No Brasil, todas as pessoas vivendo com HIV/aids têm direito ao tratamento com os antirretrovirais. Os medicamentos utilizados atualmente apresentam menos efeitos colaterais quando comparados com aqueles utilizados no início da epidemia.
(Fonte: Unaids e Ministério da Saúde)
Brasil perto da meta
O Programa Conjunto das Nações Unidas sobre HIV/AIDS (Unaids) estabeleceu, em 2014, três metas para acelerar a eliminação da epidemia de aids: 90% de todas as pessoas vivendo com HIV devem saber que têm o vírus, 90% de todas as pessoas com infecção pelo HIV diagnosticada devem receber terapia antirretroviral ininterruptamente e 90% de todas as pessoas recebendo terapia antirretroviral devem ter supressão viral. O prazo final é 2020.
“Estamos muito bem no que diz respeito ao diagnóstico e à carga viral indetectável, entretanto há ainda uma brecha no tratamento”, revela a diretora do Departamento de DST/aids, Adele Benzaken. Segundo dados da pasta, em 2015, do total de 830.000 pessoas vivendo com HIV, 87% já haviam sido diagnosticadas; deste número, 64% estavam em tratamento para o HIV; e, das pessoas em tratamento, cerca de 90% apresentavam carga viral indetectável.
O relatório que analisa o progresso global rumo ao cumprimento das metas 90-90-90 lançado pelo Unaids durante a 21ª Conferência Internacional de Aids cita o Brasil como exemplo de que os objetivos podem ser alcançados. Desde 2013, o SUS oferece antirretrovirais para todos os portadores de HIV, independentemente do estágio da doença — até então apenas França e Estados Unidos distribuíam os medicamentos para pacientes ainda sem comprometimento do sistema imunológico.
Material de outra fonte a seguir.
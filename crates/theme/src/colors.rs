use statline_config::ColorLevel;

/// A terminal color as written in settings.
///
/// Accepted spellings: ANSI names (`"red"`, `"brightCyan"`, `"gray"`),
/// `"ansi256:N"` or a bare `"N"`, and `"hex:RRGGBB"` / `"#RRGGBB"`.
#[derive(Debug, Clone, Copy, PartialEq, Eq)]
pub enum Color {
    /// One of the 16 basic colors; 8..=15 are the bright variants.
    Basic(u8),
    Indexed(u8),
    Rgb(u8, u8, u8),
}

const NAMES: [&str; 8] = [
    "black", "red", "green", "yellow", "blue", "magenta", "cyan", "white",
];

/// xterm's default RGB values for the 16 basic colors.
const BASIC_RGB: [(u8, u8, u8); 16] = [
    (0, 0, 0),
    (205, 0, 0),
    (0, 205, 0),
    (205, 205, 0),
    (0, 0, 238),
    (205, 0, 205),
    (0, 205, 205),
    (229, 229, 229),
    (127, 127, 127),
    (255, 0, 0),
    (0, 255, 0),
    (255, 255, 0),
    (92, 92, 255),
    (255, 0, 255),
    (0, 255, 255),
    (255, 255, 255),
];

const CUBE_LEVELS: [u8; 6] = [0, 95, 135, 175, 215, 255];

impl Color {
    pub const FALLBACK_BG: Self = Self::Indexed(236);

    /// Parse a settings color string.  Returns `None` for anything
    /// unrecognised so callers can fall back to a default.
    pub fn parse(raw: &str) -> Option<Self> {
        let raw = raw.trim();
        if let Some(index) = raw.strip_prefix("ansi256:") {
            return index.trim().parse().ok().map(Self::Indexed);
        }
        if let Some(hex) = raw.strip_prefix("hex:") {
            return Self::from_hex(hex);
        }
        if raw.starts_with('#') {
            return Self::from_hex(raw);
        }
        if let Ok(index) = raw.parse::<u8>() {
            return Some(Self::Indexed(index));
        }
        Self::from_name(raw)
    }

    /// Parse a CSS-style hex color string (`#RRGGBB` or `RRGGBB`).
    pub fn from_hex(hex: &str) -> Option<Self> {
        let hex = hex.trim_start_matches('#');
        if hex.len() != 6 || !hex.is_ascii() {
            return None;
        }
        let byte = |s: &str| -> Option<u8> { u8::from_str_radix(s, 16).ok() };
        Some(Self::Rgb(byte(&hex[0..2])?, byte(&hex[2..4])?, byte(&hex[4..6])?))
    }

    fn from_name(name: &str) -> Option<Self> {
        let lower = name.to_ascii_lowercase();
        if matches!(lower.as_str(), "gray" | "grey") {
            return Some(Self::Basic(8));
        }
        let (base, bright) = if let Some(rest) = lower.strip_prefix("bright") {
            (rest.trim_start_matches(['-', '_']), true)
        } else if let Some(rest) = lower.strip_suffix("bright") {
            (rest.trim_end_matches(['-', '_']), true)
        } else {
            (lower.as_str(), false)
        };
        let index = NAMES.iter().position(|n| *n == base)? as u8;
        Some(Self::Basic(if bright { index + 8 } else { index }))
    }

    /// Approximate RGB value of this color.
    pub fn to_rgb(self) -> (u8, u8, u8) {
        match self {
            Self::Basic(n) => BASIC_RGB[usize::from(n & 15)],
            Self::Indexed(n) if n < 16 => BASIC_RGB[usize::from(n)],
            Self::Indexed(n) if n >= 232 => {
                let v = 8 + (n - 232) * 10;
                (v, v, v)
            }
            Self::Indexed(n) => {
                let n = n - 16;
                (
                    CUBE_LEVELS[usize::from(n / 36)],
                    CUBE_LEVELS[usize::from((n / 6) % 6)],
                    CUBE_LEVELS[usize::from(n % 6)],
                )
            }
            Self::Rgb(r, g, b) => (r, g, b),
        }
    }

    /// Reduce this color to what `level` can display.
    #[must_use]
    pub fn downgrade(self, level: ColorLevel) -> Option<Self> {
        match (level, self) {
            (ColorLevel::None, _) => None,
            (ColorLevel::TrueColor, c) => Some(c),
            (ColorLevel::Ansi256, Self::Rgb(r, g, b)) => Some(Self::Indexed(rgb_to_256(r, g, b))),
            (ColorLevel::Ansi256, c) => Some(c),
            (ColorLevel::Basic, Self::Basic(n)) => Some(Self::Basic(n)),
            (ColorLevel::Basic, Self::Indexed(n)) if n < 16 => Some(Self::Basic(n)),
            (ColorLevel::Basic, c) => Some(Self::Basic(nearest_basic(c.to_rgb()))),
        }
    }

    /// SGR parameters selecting this color as foreground.
    pub fn fg_params(self) -> String {
        match self {
            Self::Basic(n) if n < 8 => format!("{}", 30 + n),
            Self::Basic(n) => format!("{}", 90 + (n & 7)),
            Self::Indexed(n) => format!("38;5;{n}"),
            Self::Rgb(r, g, b) => format!("38;2;{r};{g};{b}"),
        }
    }

    /// SGR parameters selecting this color as background.
    pub fn bg_params(self) -> String {
        match self {
            Self::Basic(n) if n < 8 => format!("{}", 40 + n),
            Self::Basic(n) => format!("{}", 100 + (n & 7)),
            Self::Indexed(n) => format!("48;5;{n}"),
            Self::Rgb(r, g, b) => format!("48;2;{r};{g};{b}"),
        }
    }
}

fn rgb_to_256(r: u8, g: u8, b: u8) -> u8 {
    if r == g && g == b {
        return match r {
            0..=7 => 16,
            239..=255 => 231,
            v => 232 + (v - 8) / 10,
        };
    }
    let step = |v: u8| -> u8 {
        match v {
            0..=47 => 0,
            48..=114 => 1,
            v => (v - 35) / 40,
        }
    };
    16 + 36 * step(r) + 6 * step(g) + step(b)
}

fn nearest_basic((r, g, b): (u8, u8, u8)) -> u8 {
    let dist = |(cr, cg, cb): (u8, u8, u8)| -> u32 {
        let d = |a: u8, b: u8| (i32::from(a) - i32::from(b)).pow(2) as u32;
        d(r, cr) + d(g, cg) + d(b, cb)
    };
    (0u8..16)
        .min_by_key(|&i| dist(BASIC_RGB[usize::from(i)]))
        .unwrap_or(7)
}

#[cfg(test)]
mod tests {
    use super::*;

    #[test]
    fn parses_names() {
        assert_eq!(Color::parse("red"), Some(Color::Basic(1)));
        assert_eq!(Color::parse("brightCyan"), Some(Color::Basic(14)));
        assert_eq!(Color::parse("cyanBright"), Some(Color::Basic(14)));
        assert_eq!(Color::parse("gray"), Some(Color::Basic(8)));
        assert_eq!(Color::parse("mauve"), None);
    }

    #[test]
    fn parses_indexed_and_hex() {
        assert_eq!(Color::parse("ansi256:208"), Some(Color::Indexed(208)));
        assert_eq!(Color::parse("141"), Some(Color::Indexed(141)));
        assert_eq!(Color::parse("hex:1E1E2E"), Some(Color::Rgb(0x1e, 0x1e, 0x2e)));
        assert_eq!(Color::parse("#cba6f7"), Some(Color::Rgb(0xcb, 0xa6, 0xf7)));
        assert_eq!(Color::parse("#cba6f"), None);
    }

    #[test]
    fn sgr_params() {
        assert_eq!(Color::Basic(2).fg_params(), "32");
        assert_eq!(Color::Basic(9).fg_params(), "91");
        assert_eq!(Color::Basic(4).bg_params(), "44");
        assert_eq!(Color::Indexed(236).bg_params(), "48;5;236");
        assert_eq!(Color::Rgb(1, 2, 3).fg_params(), "38;2;1;2;3");
    }

    #[test]
    fn downgrade_levels() {
        let rgb = Color::Rgb(255, 0, 0);
        assert_eq!(rgb.downgrade(ColorLevel::None), None);
        assert_eq!(rgb.downgrade(ColorLevel::TrueColor), Some(rgb));
        assert_eq!(rgb.downgrade(ColorLevel::Ansi256), Some(Color::Indexed(196)));
        assert_eq!(rgb.downgrade(ColorLevel::Basic), Some(Color::Basic(9)));
        assert_eq!(Color::Indexed(4).downgrade(ColorLevel::Basic), Some(Color::Basic(4)));
    }

    #[test]
    fn gray_ramp_round_trips() {
        assert_eq!(rgb_to_256(128, 128, 128), 244);
        assert_eq!(Color::Indexed(244).to_rgb(), (128, 128, 128));
    }

    #[test]
    fn every_gray_downgrades_to_a_valid_index() {
        for v in 0..=255u8 {
            let Some(Color::Indexed(n)) = Color::Rgb(v, v, v).downgrade(ColorLevel::Ansi256) else {
                panic!("gray {v} did not map to an indexed color");
            };
            assert!(n == 16 || n == 231 || (232..=255).contains(&n), "gray {v} -> {n}");
        }
        assert_eq!(rgb_to_256(0xf8, 0xf8, 0xf8), 231);
        assert_eq!(rgb_to_256(238, 238, 238), 255);
    }
}
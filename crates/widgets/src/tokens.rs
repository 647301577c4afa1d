use statline_config::{Settings, WidgetItem};
use statline_core::{DisplayStyle, RenderContext, TokenMetrics};

use crate::{format_tokens, labeled, style::StyleTable, Widget, LABELED_OR_PLAIN};

/// Which counter a [`TokensWidget`] shows.
#[derive(Debug, Clone, Copy, PartialEq, Eq)]
pub enum TokenKind {
    Input,
    Output,
    Cached,
    Total,
}

impl TokenKind {
    fn label(self) -> &'static str {
        match self {
            Self::Input => "In",
            Self::Output => "Out",
            Self::Cached => "Cached",
            Self::Total => "Total",
        }
    }

    fn read(self, metrics: &TokenMetrics) -> u64 {
        match self {
            Self::Input => metrics.input_tokens,
            Self::Output => metrics.output_tokens,
            Self::Cached => metrics.cached_tokens,
            Self::Total => metrics.total_tokens,
        }
    }

    fn preview(self) -> u64 {
        match self {
            Self::Input => 15_234,
            Self::Output => 3_420,
            Self::Cached => 12_000,
            Self::Total => 30_654,
        }
    }
}

const STYLES: StyleTable = StyleTable {
    styles: &[
        DisplayStyle::new("labeled", "In: 15.2k"),
        DisplayStyle::new("plain", "15.2k"),
    ],
    default: "labeled",
    aliases: &[],
    legacy:  LABELED_OR_PLAIN,
};

/// One of the session token counters.
#[derive(Debug)]
pub struct TokensWidget {
    kind: TokenKind,
}

impl TokensWidget {
    pub fn new(kind: TokenKind) -> Self {
        Self { kind }
    }
}

impl Widget for TokensWidget {
    fn default_color(&self) -> &'static str {
        match self.kind {
            TokenKind::Input => "blue",
            TokenKind::Output => "white",
            TokenKind::Cached => "cyan",
            TokenKind::Total => "cyan",
        }
    }

    fn display_name(&self) -> &'static str {
        match self.kind {
            TokenKind::Input => "Tokens Input",
            TokenKind::Output => "Tokens Output",
            TokenKind::Cached => "Tokens Cached",
            TokenKind::Total => "Tokens Total",
        }
    }

    fn description(&self) -> &'static str {
        match self.kind {
            TokenKind::Input => "Shows input token count for the current session",
            TokenKind::Output => "Shows output token count for the current session",
            TokenKind::Cached => "Shows cached token count for the current session",
            TokenKind::Total => "Shows total token count (input + output + cache) for the current session",
        }
    }

    fn style_table(&self) -> &'static StyleTable {
        &STYLES
    }

    fn supports_raw_value(&self) -> bool {
        true
    }

    fn render(
        &self,
        item: &WidgetItem,
        ctx: &RenderContext,
        _settings: &Settings,
    ) -> Option<String> {
        let count = if ctx.is_preview {
            self.kind.preview()
        } else {
            self.kind.read(ctx.token_metrics.as_ref()?)
        };
        Some(labeled(self.kind.label(), format_tokens(count), STYLES.resolve(item) == "plain"))
    }
}

const CONTEXT_STYLES: StyleTable = StyleTable {
    styles: &[
        DisplayStyle::new("labeled", "Ctx: 18.6k"),
        DisplayStyle::new("plain", "18.6k"),
    ],
    default: "labeled",
    aliases: &[],
    legacy:  LABELED_OR_PLAIN,
};

/// Tokens currently occupying the context window.
#[derive(Debug, Default)]
pub struct ContextLengthWidget;

impl ContextLengthWidget {
    pub fn new() -> Self {
        Self
    }
}

impl Widget for ContextLengthWidget {
    fn default_color(&self) -> &'static str {
        "brightBlack"
    }

    fn display_name(&self) -> &'static str {
        "Context Length"
    }

    fn description(&self) -> &'static str {
        "Shows the current context window size in tokens"
    }

    fn style_table(&self) -> &'static StyleTable {
        &CONTEXT_STYLES
    }

    fn supports_raw_value(&self) -> bool {
        true
    }

    fn render(
        &self,
        item: &WidgetItem,
        ctx: &RenderContext,
        _settings: &Settings,
    ) -> Option<String> {
        let length = if ctx.is_preview {
            18_600
        } else {
            ctx.token_metrics.as_ref()?.context_length
        };
        Some(labeled("Ctx", format_tokens(length), CONTEXT_STYLES.resolve(item) == "plain"))
    }
}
A Organização Mundial da Saúde recomendou ano passado que em todos os países as 37 milhões de pessoas que têm HIV devem ser postas imediatamente em tratamento antirretroviral. A terapia antirretroviral padrão consiste na combinação de fármacos antirretrovirais para suprimir o vírus HIV e parar a progressão da aids.
“Quanto mais precocemente uma pessoa inicia o tratamento, mais prolongada será sua vida”, ressalta Adele. Evidências demonstram que o tratamento iniciado mais cedo leva a uma melhor evolução da doença a médio e longo prazo, com menos complicações, menos infecções oportunistas e maior expectativa de vida, se comparadas com pessoas que começaram a se tratar tardiamente. Além disso, pessoas vivendo com HIV/aids em tratamento podem alcançar a carga viral indetectável e, assim, passam a ter uma chance muito menor de transmitir o vírus.
A epidemia no Brasil – Em 2014, a prevalência de HIV estimada para o Brasil em relatório do Unaids era de 0,4% a 0,7% em pessoas de 15 a 49 anos. Entre homens gays e outros homens que fazem sexo com homens (HSH), essa prevalência sobe para 10,5% — segundo o Boletim Epidemiológico de HIV/aids de 2015. O boletim indicou que há uma tendência de aumento na proporção de casos de aids em HSH nos últimos dez anos.
Também foi notado o crescimento do número de casos na juventude (entre 15 e 24 anos). De 2005 a 2014, a taxa de detecção de aids entre brasileiros com 15 a 19 anos mais que triplicou (de 2,1 para 6,7 casos por 100 mil habitantes) e entre brasileiros de 20 a 24 anos, quase dobrou (de 16,0 para 30,3 casos por 100 mil habitantes). Outras populações vulneráveis são as que usam drogas e os profissionais do sexo.
O país tem uma das maiores coberturas de tratamento antirretroviral entre os de baixa e média renda, com mais da metade (64%) das pessoas vivendo com HIV sendo tratadas. A média global em 2015 foi de 46%, de acordo com dados compilados pelo Unaids.